One in four children in ward living in 'poverty'By Tim Harris
May 28, 2012
A QUARTER of children living in a Farnborough community are living in poverty a new website has found.
The tool, created by the Church Urban Fund, has been set up to calculate poverty and affluence in communities across the UK.
The Cherrywood ward community in North Farnborough has been identified as having deprivation issues.
The figures show that child poverty stands at 24% in the Cherrywood area, there is 16% pensioner poverty and 15% working age poverty.
The Church Urban Fund figures also show 33% of adults in the area have no qualifications, and 39% live in social housing.

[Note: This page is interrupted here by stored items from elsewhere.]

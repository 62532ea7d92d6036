use serde::{de::DeserializeOwned, Serialize};
use uuid::Uuid;

/// A record type addressed by a server-generated identifier and exposed as
/// one REST resource collection.
pub trait Entity: Clone + Send + Sync + Serialize + DeserializeOwned + 'static {
    /// Path segment of the collection, e.g. `users`.
    const RESOURCE: &'static str;
    /// Display name of one record, used in operation ids (`GetUserById`).
    const SINGULAR: &'static str;
    /// Display name of the collection, used in operation ids (`GetAllUsers`).
    const PLURAL: &'static str;

    fn id(&self) -> Uuid;

    fn set_id(&mut self, id: Uuid);

    /// Copy every mutable field of `input` onto `self`. The identifier is never touched.
    fn apply_update(&mut self, input: Self);

    /// Canonical URL path of this record.
    fn location(&self) -> String {
        format!("/{}/{}", Self::RESOURCE, self.id())
    }
}
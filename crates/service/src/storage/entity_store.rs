use async_trait::async_trait;
use models::Entity;
use uuid::Uuid;

use crate::errors::ServiceError;

/// Trait abstraction for entity persistence.
/// Implementations handle their own thread-safety.
#[async_trait]
pub trait EntityStore<E: Entity>: Send + Sync {
    /// Persist `record` under the id it already carries.
    async fn create(&self, record: E) -> Result<E, ServiceError>;
    /// All records in insertion order.
    async fn list(&self) -> Result<Vec<E>, ServiceError>;
    async fn find(&self, id: Uuid) -> Result<Option<E>, ServiceError>;
    /// Apply the mutable fields of `input` to the stored record.
    async fn update(&self, id: Uuid, input: E) -> Result<E, ServiceError>;
    /// Remove and return the record.
    async fn delete(&self, id: Uuid) -> Result<E, ServiceError>;
}
use std::{net::SocketAddr, sync::Arc};

use axum::Router;
use configs::{AppConfig, DatabaseConfig, ServerConfig};
use models::Entity;
use service::{
    crud::EntityService,
    storage::{EntityStore, MemoryStore},
};
use tower_http::cors::CorsLayer;
use tracing::info;
use utoipa::ToSchema;

use crate::{docs, errors::StartupError, routes};

/// Static description of one deployable entity service.
#[derive(Debug, Clone, Copy)]
pub struct ServiceDescriptor {
    /// Short name used in logs and as the config file stem (`config/<name>.toml`).
    pub name: &'static str,
    pub title: &'static str,
    pub description: &'static str,
    pub default_port: u16,
    pub default_database: &'static str,
}

impl ServiceDescriptor {
    /// Configuration used when no config file is found.
    pub fn default_config(&self) -> AppConfig {
        AppConfig {
            server: ServerConfig { port: self.default_port, ..ServerConfig::default() },
            database: DatabaseConfig { default_connection: self.default_database.to_string() },
        }
    }
}

fn build_cors() -> CorsLayer {
    CorsLayer::very_permissive()
}

pub fn load_config(desc: &ServiceDescriptor) -> anyhow::Result<AppConfig> {
    AppConfig::load_and_validate(desc.name, desc.default_config())
}

/// Compose the router for `E` over an already opened store.
pub fn build_app<E>(desc: &ServiceDescriptor, cfg: &AppConfig, store: Arc<dyn EntityStore<E>>) -> Router
where
    E: Entity + for<'s> ToSchema<'s>,
{
    let svc = EntityService::new(store);
    let docs = cfg
        .server
        .is_development()
        .then(|| docs::configure_docs::<E>(desc.title, desc.description));
    routes::build_router(svc, build_cors(), docs)
}

fn bind_addr(cfg: &AppConfig) -> Result<SocketAddr, StartupError> {
    let raw = cfg.server.bind_addr();
    raw.parse()
        .map_err(|e| StartupError::InvalidConfig(format!("bind address {raw}: {e}")))
}

async fn shutdown_signal() {
    if tokio::signal::ctrl_c().await.is_err() {
        // no signal handler available; run until the process is killed
        std::future::pending::<()>().await;
    }
    info!("received Ctrl+C, shutting down");
}

/// Open the in-memory database, build the app and serve until Ctrl+C.
pub async fn run<E>(desc: &ServiceDescriptor, cfg: AppConfig) -> anyhow::Result<()>
where
    E: Entity + for<'s> ToSchema<'s>,
{
    let store = MemoryStore::<E>::new(cfg.database.default_connection.clone());
    info!(service = desc.name, database = store.database(), resource = E::RESOURCE, "opened in-memory database");

    let app = build_app::<E>(desc, &cfg, store);

    let addr = bind_addr(&cfg)?;
    let listener = tokio::net::TcpListener::bind(addr).await.map_err(StartupError::from)?;
    info!(%addr, service = desc.name, docs = cfg.server.is_development(), "listening");
    axum::serve(listener, app)
        .with_graceful_shutdown(shutdown_signal())
        .await?;
    Ok(())
}
//! Shared building blocks for the platform services: logging setup and
//! small wire types every service exposes.

pub mod types;
pub mod utils;
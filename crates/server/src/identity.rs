//! Identity service: `User` records under `/users`.

use std::{process::ExitCode, sync::Arc};

use axum::Router;
use configs::AppConfig;
use models::User;
use service::storage::EntityStore;

use crate::{bootstrap, startup::{self, ServiceDescriptor}};

pub const IDENTITY: ServiceDescriptor = ServiceDescriptor {
    name: "identity",
    title: "Identity Api",
    description: "Identity Management",
    default_port: 5001,
    default_database: "IdentityDb",
};

pub fn app(cfg: &AppConfig, store: Arc<dyn EntityStore<User>>) -> Router {
    startup::build_app::<User>(&IDENTITY, cfg, store)
}

pub fn launch() -> ExitCode {
    bootstrap::launch::<User>(&IDENTITY)
}
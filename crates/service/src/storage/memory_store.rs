use std::{collections::HashMap, sync::Arc};
use async_trait::async_trait;
use models::Entity;
use tokio::sync::RwLock;
use uuid::Uuid;

use crate::errors::ServiceError;
use crate::storage::entity_store::EntityStore;

struct Slot<E> {
    seq: u64,
    record: E,
}

struct Table<E> {
    next_seq: u64,
    rows: HashMap<Uuid, Slot<E>>,
}

/// Process-local record table for one entity type.
///
/// Starts empty and is dropped with the process. `database` is the instance
/// name chosen by configuration; it only labels the store in logs.
pub struct MemoryStore<E> {
    inner: Arc<RwLock<Table<E>>>,
    database: String,
}

impl<E: Entity> MemoryStore<E> {
    pub fn new<S: Into<String>>(database: S) -> Arc<Self> {
        let table = Table { next_seq: 0, rows: HashMap::new() };
        Arc::new(Self { inner: Arc::new(RwLock::new(table)), database: database.into() })
    }

    pub fn database(&self) -> &str {
        &self.database
    }

    pub async fn len(&self) -> usize {
        self.inner.read().await.rows.len()
    }

    pub async fn is_empty(&self) -> bool {
        self.len().await == 0
    }
}

#[async_trait]
impl<E: Entity> EntityStore<E> for MemoryStore<E> {
    async fn create(&self, record: E) -> Result<E, ServiceError> {
        let mut table = self.inner.write().await;
        let seq = table.next_seq;
        table.next_seq += 1;
        table.rows.insert(record.id(), Slot { seq, record: record.clone() });
        Ok(record)
    }

    async fn list(&self) -> Result<Vec<E>, ServiceError> {
        let table = self.inner.read().await;
        let mut slots: Vec<&Slot<E>> = table.rows.values().collect();
        slots.sort_by_key(|s| s.seq);
        Ok(slots.into_iter().map(|s| s.record.clone()).collect())
    }

    async fn find(&self, id: Uuid) -> Result<Option<E>, ServiceError> {
        let table = self.inner.read().await;
        Ok(table.rows.get(&id).map(|s| s.record.clone()))
    }

    async fn update(&self, id: Uuid, input: E) -> Result<E, ServiceError> {
        let mut table = self.inner.write().await;
        let slot = table
            .rows
            .get_mut(&id)
            .ok_or_else(|| ServiceError::not_found(E::SINGULAR, id))?;
        slot.record.apply_update(input);
        Ok(slot.record.clone())
    }

    async fn delete(&self, id: Uuid) -> Result<E, ServiceError> {
        let mut table = self.inner.write().await;
        table
            .rows
            .remove(&id)
            .map(|s| s.record)
            .ok_or_else(|| ServiceError::not_found(E::SINGULAR, id))
    }
}

#[cfg(test)]
mod tests {
    use super::*;
    use models::{Member, User};

    fn member(name: &str) -> Member {
        Member { member_id: Uuid::new_v4(), name: name.into() }
    }

    #[tokio::test]
    async fn memory_store_crud() -> Result<(), anyhow::Error> {
        let store = MemoryStore::<Member>::new("MembershipDb");
        assert_eq!(store.database(), "MembershipDb");
        assert!(store.is_empty().await);

        let bob = store.create(member("Bob")).await?;
        let found = store.find(bob.member_id).await?;
        assert_eq!(found, Some(bob.clone()));

        let updated = store.update(bob.member_id, member("Robert")).await?;
        assert_eq!(updated.member_id, bob.member_id);
        assert_eq!(updated.name, "Robert");

        let removed = store.delete(bob.member_id).await?;
        assert_eq!(removed.name, "Robert");
        assert!(store.find(bob.member_id).await?.is_none());
        assert!(store.is_empty().await);
        Ok(())
    }

    #[tokio::test]
    async fn list_keeps_insertion_order_across_deletes() -> Result<(), anyhow::Error> {
        let store = MemoryStore::<Member>::new("MembershipDb");
        let names = ["a", "b", "c", "d", "e"];
        let mut ids = Vec::new();
        for n in names {
            ids.push(store.create(member(n)).await?.member_id);
        }
        store.delete(ids[1]).await?;
        store.delete(ids[3]).await?;

        let listed: Vec<String> = store.list().await?.into_iter().map(|m| m.name).collect();
        assert_eq!(listed, vec!["a", "c", "e"]);
        Ok(())
    }

    #[tokio::test]
    async fn missing_id_is_not_found() {
        let store = MemoryStore::<User>::new("IdentityDb");
        let id = Uuid::new_v4();
        let input = User { user_id: id, name: "x".into(), password: "x".into(), salt: vec![] };
        assert!(matches!(store.update(id, input).await, Err(ServiceError::NotFound(_))));
        assert!(matches!(store.delete(id).await, Err(ServiceError::NotFound(_))));
        assert!(store.find(id).await.unwrap().is_none());
    }

    #[tokio::test]
    async fn stores_are_independent() -> Result<(), anyhow::Error> {
        let a = MemoryStore::<Member>::new("MembershipDb");
        let b = MemoryStore::<Member>::new("MembershipDb");
        a.create(member("only-in-a")).await?;
        assert_eq!(a.len().await, 1);
        assert!(b.is_empty().await);
        Ok(())
    }
}
fn main() -> std::process::ExitCode {
    // delegate to the shared bootstrap in crates/server
    server::identity::launch()
}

Rushmoor Borough Council said it was aware of the issues in this area of Farnborough, and improvement work is being carried out.
Louise Webber, of Rushmoor Borough Council, said: “As part of our regeneration, we have got the Improving Neighbour-hood, Changing Lives Plan.
“It is a strand of our neighbourhood improvement work.
“The plan was previously for Mayfield and Grange [the former Farnborough wards], but will now move forward with Cherrywood.
“It is a three-year improvement plan to narrow the gap of disadvantage felt in that neighbourhood.”
A number of agencies and organisations are working to improve the area, including the Mayfield Community Partner-ship and schools and churches in the ward.
The North Farnborough Church of the Good Shepherd has been running the Good Shepherd Community Project since 1993, which includes clothing exchange, a toddler group and a larder for emergency food.
“I think people value the project and know it is there,” said Rachel Bennetts, vicar at the Church of the Good Shepherd.
“If they have got a problem, they feel they can come and ask for help.
“There is so much good work that is done here, people are doing all sorts of really positive things to address the needs.
“The [poverty] statistics are there, and Rushmoor is very aware of the needs of this area of the borough.
“We find it very sad to see the poverty in the area.
“It is very moving when you realise how much there is.
“That is why the church has its community project.”
The Church Urban Fund’s online tool shows clear distinctions between different communities.
For example, the Cherrywood area is only a few miles from the affluent community of Heatherside, in Camberley.
Paul Hackwood, chair of trustees at Church Urban Fund, said: “We live in one of the most unequal countries in the western world.
“We hope our tool will create a much greater awareness of poverty in England and bring people from affluent and less affluent areas together to think about what could be done to support those that are living in poverty.”